A Michigan Fall
She loved dry leaves
Essentially the entire issue of the November 27, 2012 NCI
Cancer Bulletin is devoted to a discussion of cancer screening. As both of the groups I try to help are
engaged in just that, I read it with interest (and more than my usual
comprehension.) It is really good stuff,
and (as always) I urge you to read it.
However, I know you won’t, so I will toss out a few observations and
maybe some analysis. I am tempted to
weave a few egregious lies into some future blog, to see if anybody notices and
checks. I promise not to do it this
time, though.
First, there is a long piece by Dr. Virginia Moyer, who is
the head of the USPSTF: that is, the United States Preventative Services Task
Force. This is the group that has caught
so much flack over their recommendation that healthy men not be screened
for prostate cancer using PSA. (All
males over 60 will know very well what that is.) To get current with the Prostate Cancer Wars,
re-read the blog of the same name (3/27/12) and especially the appended
Comments.
It turns out that the USPSTF is an all-volunteer group of 16
and is substantially independent of control by government or anything
else. They were set up in 1984 to
counter the perception that the medical community was neglecting prevention for
cure. They make recommendations for
preventative measures, including screening.
They have had their bad days; one especially bad occurred in 2009, when
they issued guidelines for mammography. They
recommended that women under the age of 50 – and over 75 – be not screened at
all. The AMA went ballistic.
Dr. Moyer does a good job of explaining their
reasoning. Any screening regimen involves
false negatives. False negatives engender
anxiety, discomfort, and expense. In the
case of cancer, there are some which are easily cured – and others that are
incurable. It doesn’t make sense to
screen for these. Pancreatic cancer is a
case in point; there is no viable treatment.

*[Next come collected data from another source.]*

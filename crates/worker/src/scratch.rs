//! Intermediate tensor pool
//!
//! Preallocated f32 staging buffers for split-KV decode attention. Each
//! decode token gets one row holding a partial attention output and a
//! log-sum-exp value per KV split (one split per cache block).

use crate::model::tensor_bytes;
use candle_core::{DType, Device, Tensor};
use shardline_common::{InferenceConfig, Result, ShardlineError};
use tracing::debug;

/// Dimensions of the pool's buffers
#[derive(Debug, Clone, Copy, PartialEq, Eq)]
pub struct ScratchShape {
    /// Rows: `max_batch_size * (max_n_spec_tokens + 1)`
    pub max_tokens: usize,
    pub num_heads: usize,
    /// `ceil((max_input_len + max_output_len) / block_size)`
    pub kv_max_split_num: usize,
    pub head_dim: usize,
}

impl ScratchShape {
    pub fn new(config: &InferenceConfig, num_heads_local: usize, head_dim: usize) -> Self {
        Self {
            max_tokens: config.max_tokens_per_step(),
            num_heads: num_heads_local,
            kv_max_split_num: config.kv_max_split_num(),
            head_dim,
        }
    }
}

#[derive(Debug)]
struct ScratchBuffers {
    shape: ScratchShape,
    /// `[max_tokens, num_heads, kv_max_split_num, head_dim]`
    mid_output: Tensor,
    /// `[max_tokens, num_heads, kv_max_split_num]`
    mid_output_lse: Tensor,
}

/// Reusable split-reduction accumulators
#[derive(Debug, Default)]
pub struct IntermediateTensorPool {
    buffers: Option<ScratchBuffers>,
}

impl IntermediateTensorPool {
    pub fn new() -> Self {
        Self::default()
    }

    /// Allocate zeroed buffers, dropping any previous ones first
    pub fn initialize(&mut self, shape: ScratchShape, device: &Device) -> Result<()> {
        if self.buffers.take().is_some() {
            debug!("reinitializing intermediate tensor pool");
        }

        let ScratchShape {
            max_tokens,
            num_heads,
            kv_max_split_num,
            head_dim,
        } = shape;

        let mid_output = Tensor::zeros(
            (max_tokens, num_heads, kv_max_split_num, head_dim),
            DType::F32,
            device,
        )?;
        let mid_output_lse =
            Tensor::zeros((max_tokens, num_heads, kv_max_split_num), DType::F32, device)?;

        debug!(
            "intermediate tensor pool: {} rows, {} heads, {} splits, head dim {}",
            max_tokens, num_heads, kv_max_split_num, head_dim
        );

        self.buffers = Some(ScratchBuffers {
            shape,
            mid_output,
            mid_output_lse,
        });
        Ok(())
    }

    pub fn is_initialized(&self) -> bool {
        self.buffers.is_some()
    }

    fn buffers(&self) -> Result<&ScratchBuffers> {
        self.buffers
            .as_ref()
            .ok_or_else(|| ShardlineError::internal("intermediate tensor pool is not initialized"))
    }

    pub fn shape(&self) -> Result<ScratchShape> {
        Ok(self.buffers()?.shape)
    }

    /// Partial attention outputs, one slot per split
    pub fn mid_output(&self) -> Result<&Tensor> {
        Ok(&self.buffers()?.mid_output)
    }

    /// Log-sum-exp of each split's scores
    pub fn mid_output_lse(&self) -> Result<&Tensor> {
        Ok(&self.buffers()?.mid_output_lse)
    }

    /// Bytes held by the pool
    pub fn bytes(&self) -> usize {
        self.buffers
            .as_ref()
            .map(|b| tensor_bytes(&b.mid_output) + tensor_bytes(&b.mid_output_lse))
            .unwrap_or(0)
    }
}
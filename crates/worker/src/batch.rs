//! Binding a batch descriptor to the worker's buffers
//!
//! Everything about a forward call is checked here, before any cache write:
//! batch and token counts, token ids, context lengths, scratch capacity and
//! block-table coverage.

use crate::cache::CacheShape;
use crate::scratch::ScratchShape;
use shardline_common::{BatchDescriptor, InferenceConfig, ModelDType, Result, ShardlineError};

/// Capacity limits a batch is checked against
#[derive(Debug, Clone)]
pub struct BatchLimits {
    pub max_batch_size: usize,
    pub max_input_len: usize,
    pub max_context_len: usize,
    pub max_n_spec_tokens: usize,
    pub vocab_size: usize,
    pub max_rows: usize,
    pub block_size: usize,
    pub num_blocks: usize,
    pub dtype: ModelDType,
    /// Prefill tokens arrive as a right-padded `[batch, max_len]` grid
    pub padded_prefill: bool,
}

impl BatchLimits {
    pub fn new(
        config: &InferenceConfig,
        vocab_size: usize,
        scratch: ScratchShape,
        cache: CacheShape,
        padded_prefill: bool,
    ) -> Self {
        Self {
            max_batch_size: config.max_batch_size,
            max_input_len: config.max_input_len,
            max_context_len: config.max_context_len(),
            max_n_spec_tokens: config.max_n_spec_tokens,
            vocab_size,
            max_rows: scratch.max_tokens,
            block_size: cache.block_size,
            num_blocks: cache.num_blocks,
            dtype: config.dtype,
            padded_prefill,
        }
    }
}

/// One sequence's part of a bound batch
#[derive(Debug, Clone, PartialEq, Eq)]
pub struct SequenceSlot {
    /// Offset of this sequence's first new token in the packed token list
    pub token_offset: usize,
    pub num_new: usize,
    /// Context length after this step
    pub context_len: usize,
    /// Block ids covering `0..context_len`
    pub blocks: Vec<usize>,
}

impl SequenceSlot {
    /// Position of the first new token
    pub fn start_pos(&self) -> usize {
        self.context_len - self.num_new
    }

    /// Blocks touched by positions `start..end`, as `(block, slot, first_token, count)`
    /// with `first_token` relative to `start`
    pub fn block_runs(&self, start: usize, end: usize, block_size: usize) -> Vec<(usize, usize, usize, usize)> {
        let mut runs = Vec::new();
        let mut pos = start;
        while pos < end {
            let slot = pos % block_size;
            let count = (block_size - slot).min(end - pos);
            runs.push((self.blocks[pos / block_size], slot, pos - start, count));
            pos += count;
        }
        runs
    }
}

/// A validated batch, tokens packed without padding
#[derive(Debug, Clone)]
pub struct BoundBatch {
    pub is_prompts: bool,
    pub token_ids: Vec<u32>,
    /// Position of each packed token within its sequence
    pub positions: Vec<u32>,
    pub sequences: Vec<SequenceSlot>,
    /// Packed token indices whose logits are returned, in batch order
    pub output_rows: Vec<u32>,
}

impl BoundBatch {
    pub fn num_tokens(&self) -> usize {
        self.token_ids.len()
    }
}

/// Validate `descriptor` and `tokens` and lay the batch out for the forward pass
pub fn bind(descriptor: &BatchDescriptor, tokens: &[i64], limits: &BatchLimits) -> Result<BoundBatch> {
    let batch_size = descriptor.batch_size;
    if batch_size == 0 {
        return Err(ShardlineError::invalid_input("batch is empty"));
    }
    if batch_size > limits.max_batch_size {
        return Err(ShardlineError::invalid_input(format!(
            "batch of {} exceeds max_batch_size {}",
            batch_size, limits.max_batch_size
        )));
    }
    if descriptor.sequence_lengths.len() != batch_size || descriptor.block_tables.len() != batch_size {
        return Err(ShardlineError::invalid_input(format!(
            "batch of {} has {} sequence lengths and {} block tables",
            batch_size,
            descriptor.sequence_lengths.len(),
            descriptor.block_tables.len()
        )));
    }
    if let Some(dtype) = descriptor.dtype {
        if dtype != limits.dtype {
            return Err(ShardlineError::invalid_input(format!(
                "batch dtype {} does not match model dtype {}",
                dtype, limits.dtype
            )));
        }
    }
    if !descriptor.is_prompts
        && descriptor.use_spec_dec
        && descriptor.num_tokens_to_verify > limits.max_n_spec_tokens
    {
        return Err(ShardlineError::invalid_input(format!(
            "{} speculated tokens exceed max_n_spec_tokens {}",
            descriptor.num_tokens_to_verify, limits.max_n_spec_tokens
        )));
    }

    let mut sequences = Vec::with_capacity(batch_size);
    let mut token_offset = 0;
    for (index, (&context_len, table)) in descriptor
        .sequence_lengths
        .iter()
        .zip(&descriptor.block_tables)
        .enumerate()
    {
        let num_new = descriptor.num_new_tokens(index);
        if context_len == 0 || context_len < num_new {
            return Err(ShardlineError::invalid_input(format!(
                "sequence {} has length {} but adds {} tokens",
                index, context_len, num_new
            )));
        }
        if descriptor.is_prompts && context_len > limits.max_input_len {
            return Err(ShardlineError::invalid_input(format!(
                "prompt {} of {} tokens exceeds max_input_len {}",
                index, context_len, limits.max_input_len
            )));
        }
        if context_len > limits.max_context_len {
            return Err(ShardlineError::invalid_input(format!(
                "sequence {} reaches {} tokens, limit is {}",
                index, context_len, limits.max_context_len
            )));
        }

        let blocks = covering_blocks(index, table, context_len, limits)?;
        sequences.push(SequenceSlot {
            token_offset,
            num_new,
            context_len,
            blocks,
        });
        token_offset += num_new;
    }

    let output_rows: Vec<u32> = if descriptor.is_prompts {
        sequences
            .iter()
            .map(|s| (s.token_offset + s.num_new - 1) as u32)
            .collect()
    } else {
        (0..token_offset as u32).collect()
    };
    if output_rows.len() > limits.max_rows {
        return Err(ShardlineError::invalid_input(format!(
            "{} output rows exceed capacity {}",
            output_rows.len(),
            limits.max_rows
        )));
    }

    let token_ids = pack_tokens(descriptor, tokens, &sequences, limits)?;
    let positions = sequences
        .iter()
        .flat_map(|s| (s.start_pos()..s.context_len).map(|p| p as u32))
        .collect();

    Ok(BoundBatch {
        is_prompts: descriptor.is_prompts,
        token_ids,
        positions,
        sequences,
        output_rows,
    })
}

fn covering_blocks(
    index: usize,
    table: &[i64],
    context_len: usize,
    limits: &BatchLimits,
) -> Result<Vec<usize>> {
    let needed = context_len.div_ceil(limits.block_size);
    if table.len() < needed {
        return Err(ShardlineError::invalid_input(format!(
            "sequence {} needs {} blocks, block table has {}",
            index,
            needed,
            table.len()
        )));
    }

    table[..needed]
        .iter()
        .map(|&block| {
            if block < 0 || block as usize >= limits.num_blocks {
                Err(ShardlineError::invalid_input(format!(
                    "sequence {} references block {} outside a cache of {} blocks",
                    index, block, limits.num_blocks
                )))
            } else {
                Ok(block as usize)
            }
        })
        .collect()
}

fn pack_tokens(
    descriptor: &BatchDescriptor,
    tokens: &[i64],
    sequences: &[SequenceSlot],
    limits: &BatchLimits,
) -> Result<Vec<u32>> {
    let packed_len: usize = sequences.iter().map(|s| s.num_new).sum();

    let packed: Vec<i64> = if descriptor.is_prompts && limits.padded_prefill {
        let width = sequences.iter().map(|s| s.num_new).max().unwrap_or(0);
        if tokens.len() != sequences.len() * width {
            return Err(ShardlineError::invalid_input(format!(
                "padded prefill expects {} x {} tokens, got {}",
                sequences.len(),
                width,
                tokens.len()
            )));
        }
        tokens
            .chunks(width)
            .zip(sequences)
            .flat_map(|(row, s)| row[..s.num_new].iter().copied())
            .collect()
    } else {
        if tokens.len() != packed_len {
            return Err(ShardlineError::invalid_input(format!(
                "batch expects {} tokens, got {}",
                packed_len,
                tokens.len()
            )));
        }
        tokens.to_vec()
    };

    packed
        .into_iter()
        .map(|id| {
            if id < 0 || id as usize >= limits.vocab_size {
                Err(ShardlineError::invalid_input(format!(
                    "token id {} outside vocabulary of {}",
                    id, limits.vocab_size
                )))
            } else {
                Ok(id as u32)
            }
        })
        .collect()
}

#[cfg(test)]
mod tests {
    use super::*;

    fn limits() -> BatchLimits {
        BatchLimits {
            max_batch_size: 4,
            max_input_len: 32,
            max_context_len: 48,
            max_n_spec_tokens: 2,
            vocab_size: 100,
            max_rows: 12,
            block_size: 4,
            num_blocks: 8,
            dtype: ModelDType::Float32,
            padded_prefill: false,
        }
    }

    fn prefill(lengths: Vec<usize>, tables: Vec<Vec<i64>>) -> BatchDescriptor {
        BatchDescriptor {
            batch_size: lengths.len(),
            sequence_lengths: lengths,
            block_tables: tables,
            is_prompts: true,
            use_spec_dec: false,
            num_tokens_to_verify: 0,
            dtype: None,
        }
    }

    #[test]
    fn test_packed_prefill() {
        let descriptor = prefill(vec![3, 5], vec![vec![0, -1], vec![1, 2]]);
        let bound = bind(&descriptor, &[1, 2, 3, 4, 5, 6, 7, 8], &limits()).unwrap();

        assert_eq!(bound.token_ids, vec![1, 2, 3, 4, 5, 6, 7, 8]);
        assert_eq!(bound.positions, vec![0, 1, 2, 0, 1, 2, 3, 4]);
        assert_eq!(bound.output_rows, vec![2, 7]);
        assert_eq!(bound.sequences[1].token_offset, 3);
        assert_eq!(
            bound.sequences[1].block_runs(0, 5, 4),
            vec![(1, 0, 0, 4), (2, 0, 4, 1)]
        );
    }

    #[test]
    fn test_padded_prefill_strips_padding() {
        let descriptor = prefill(vec![2, 3], vec![vec![0], vec![1]]);
        let limits = BatchLimits {
            padded_prefill: true,
            ..limits()
        };
        let bound = bind(&descriptor, &[1, 2, 0, 4, 5, 6], &limits).unwrap();
        assert_eq!(bound.token_ids, vec![1, 2, 4, 5, 6]);
        assert_eq!(bound.output_rows, vec![1, 4]);

        assert!(bind(&descriptor, &[1, 2, 4, 5, 6], &limits).is_err());
    }

    #[test]
    fn test_speculative_decode() {
        let descriptor = BatchDescriptor {
            batch_size: 2,
            sequence_lengths: vec![6, 9],
            block_tables: vec![vec![0, 1, -1], vec![2, 3, 4]],
            is_prompts: false,
            use_spec_dec: true,
            num_tokens_to_verify: 2,
            dtype: Some(ModelDType::Float32),
        };
        let bound = bind(&descriptor, &[1, 2, 3, 4, 5, 6], &limits()).unwrap();

        assert_eq!(bound.positions, vec![3, 4, 5, 6, 7, 8]);
        assert_eq!(bound.output_rows, vec![0, 1, 2, 3, 4, 5]);
        assert_eq!(bound.sequences[1].start_pos(), 6);
        assert_eq!(
            bound.sequences[1].block_runs(6, 9, 4),
            vec![(3, 2, 0, 2), (4, 0, 2, 1)]
        );
    }

    #[test]
    fn test_rejections() {
        let ok = prefill(vec![3], vec![vec![0]]);
        assert!(bind(&ok, &[1, 2, 3], &limits()).is_ok());

        // token id outside the vocabulary
        assert!(bind(&ok, &[1, 2, 100], &limits()).is_err());
        // wrong token count
        assert!(bind(&ok, &[1, 2], &limits()).is_err());
        // block id outside the cache
        assert!(bind(&prefill(vec![3], vec![vec![8]]), &[1, 2, 3], &limits()).is_err());
        // block table does not cover the context
        assert!(bind(&prefill(vec![5], vec![vec![0, -1]]), &[1; 5], &limits()).is_err());
        // batch too large
        let big = prefill(vec![1; 5], vec![vec![0]; 5]);
        assert!(bind(&big, &[1; 5], &limits()).is_err());
        // dtype mismatch
        let mut half = ok.clone();
        half.dtype = Some(ModelDType::Float16);
        assert!(bind(&half, &[1, 2, 3], &limits()).is_err());
        // too many speculated tokens
        let decode = BatchDescriptor {
            is_prompts: false,
            use_spec_dec: true,
            num_tokens_to_verify: 3,
            sequence_lengths: vec![8],
            ..ok
        };
        assert!(bind(&decode, &[1; 4], &limits()).is_err());
    }
}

For the rest of cancers, screening might save lives, and whether to screen
or not is a judgment call. I reason that
ovarian cancer is one of these. If
caught early, it’s completely curable; if later, rarely so.
The problem here is that one does not know how to value a
few lives saved relative to a whole bunch of needless treatment and anxiety. I tend to think that one live saved easily
balances a mountain of anxiety, discomfort and expense. But that’s just me.
Another great article concerns the role of statistics. You know Mark Twain’s famous analysis of
statistics. Well, it seems still to be
at work. Some statistics show that the
life-span of cancer victims from diagnosis to death has lengthened dramatically
in recent decades. Good news.
But there is a problem: does this
represent better treatment, or is it simply an artifact of screening? For instance, assume treatment for cancer X
is totally ineffective. Persons not
screened will be diagnosed later than persons in the screening arm of the
trial. Thus, the diagnosis-to-death
interval will be shorter for the first group than the second, and it will
appear the “progress is being made”, when in fact it hasn’t. In fact, the screened group is less well off
in that they had to live longer with anxiety.
So, I guess that screening is useful only for those cancers that are
easier to cure in an early stage. Ovarian
is one of these.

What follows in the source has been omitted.